Guidelines are now recommending more routine risk assessment and screening for HCV infection in MSM, particularly those with HIV infection. U.S. Centers for Disease Control and Prevention (CDC) recommendations issued in 2010 call for HCV antibody testing for newly diagnosed HIV-positive patients, HCV RNA testing in those with positive HCV antibody results, and annual screening for those at high risk of HCV. However, they don’t specify who is high risk.

Guidelines from the U.S. Department of Health and Human Services (HHS), updated in November 2014, also recommend HCV screening upon HIV diagnosis and annually thereafter if patients are at high risk for HCV. Risk factors include unprotected anal intercourse, use of sex toys, non-injection recreational drug use, and coinfection with other sexually transmitted diseases, HHS says. 2014 guidelines from the Infectious Diseases Society of America (IDSA), American Association for the Study of Liver Disease (AASLD), and the International Antiviral Society-USA are similar, but also recommend HCV screening in response to alanine aminotransferase (ALT) elevation detected during routine HIV treatment. British HIV Association and European AIDS Treatment Network guidelines also suggest screening HIV-positive MSM for HCV every 6 months with ALT and yearly with anti-HCV antibody.

ALT Elevation: Not Always a Screening Trigger

A recent study shows that ALT elevations found during HIV care usually do not trigger additional HCV screening, as IDSA-AASLD guidelines suggest. The analysis of data from 17,090 U.S. patients shows that 85% had HCV screening at presentation of care. However, the vast majority with ALT elevations >100 IU/L during subsequent care—73.3%—had no additional HCV testing (Clin Infect Dis 2014;59:1686–93). Screening rates varied widely among the study sites, highlighting the need for guidelines that define more definitively whom to screen, how frequently, and what screening tests are most appropriate, according to the authors.

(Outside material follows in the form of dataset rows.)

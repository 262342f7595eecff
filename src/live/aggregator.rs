use std::collections::HashMap;

use chrono::{DateTime, Utc};

use crate::db::models::session::SessionId;
use crate::db::models::tally::Metric;

/// Insertion-ordered running counts for one metric. Ranking ties break by
/// first-seen order, so the order of arrival has to survive accumulation;
/// a plain map drops it.
#[derive(Debug, Clone, Default)]
pub struct CountMap {
    index: HashMap<String, usize>,
    entries: Vec<(String, i64)>,
}

impl CountMap {
    pub fn add(&mut self, handle: &str, by: i64) {
        match self.index.get(handle) {
            Some(&i) => self.entries[i].1 += by,
            None => {
                self.index.insert(handle.to_string(), self.entries.len());
                self.entries.push((handle.to_string(), by));
            }
        }
    }

    /// Counts in first-seen order.
    pub fn counts(&self) -> &[(String, i64)] {
        &self.entries
    }

    /// Descending by count; equal counts keep first-seen order (stable sort).
    pub fn ranked(&self) -> Vec<(String, i64)> {
        let mut ranked = self.entries.clone();
        ranked.sort_by(|a, b| b.1.cmp(&a.1));
        ranked
    }

    pub fn is_empty(&self) -> bool {
        self.entries.is_empty()
    }

    pub fn len(&self) -> usize {
        self.entries.len()
    }
}

/// In-memory state for the currently open session of one community. Exists
/// only between connect and end; discarded wholesale on a fresh connect.
#[derive(Debug, Clone)]
pub struct SessionAccumulator {
    pub session_id: SessionId,
    pub host_handle: String,
    pub started_at: DateTime<Utc>,
    pub gifts: CountMap,
    pub likes: CountMap,
    pub comments: CountMap,
}

impl SessionAccumulator {
    pub fn new(session_id: SessionId, host_handle: &str, started_at: DateTime<Utc>) -> Self {
        Self {
            session_id,
            host_handle: host_handle.to_string(),
            started_at,
            gifts: CountMap::default(),
            likes: CountMap::default(),
            comments: CountMap::default(),
        }
    }

    pub fn map(&self, metric: Metric) -> &CountMap {
        match metric {
            Metric::Gift => &self.gifts,
            Metric::Like => &self.likes,
            Metric::Comment => &self.comments,
        }
    }

    /// Flush rows: one (performer, metric, count) per nonzero entry, in
    /// accumulator order, gifts first.
    pub fn tally_rows(&self) -> Vec<(String, Metric, i64)> {
        let mut rows = Vec::new();
        for metric in Metric::ALL {
            for (handle, count) in self.map(metric).counts() {
                if *count != 0 {
                    rows.push((handle.clone(), metric, *count));
                }
            }
        }

        rows
    }
}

“Acute HCV infection should be considered in patients with abnormal or new elevations in ALT,” said first author J. Morgan Freiman, MD, a fellow in infectious diseases at Boston Medical Center. If U.S. guidelines were to recommend more frequent HCV screening using ALT, those guidelines should define an ALT threshold that would trigger HCV testing, she added.

Missing Acute HCV Cases

Meanwhile, another study published alongside Freiman’s implies that many cases of acute HCV in HIV-positive MSM may go undetected, even in patients successfully treated for previous HCV infections. Researchers in the Netherlands showed that among HIV-positive MSM, HCV seroconversion takes 74 days on average, similar to the time to seroconversion among HIV-negative individuals. But among 27% of men studied, no HCV antibodies were detected 4 months after estimated date of infection. For this reason, acute HCV screening is best done with nucleic acid testing rather than antibody testing, according to the authors (Clin Infect Dis 2014;59:1678–85).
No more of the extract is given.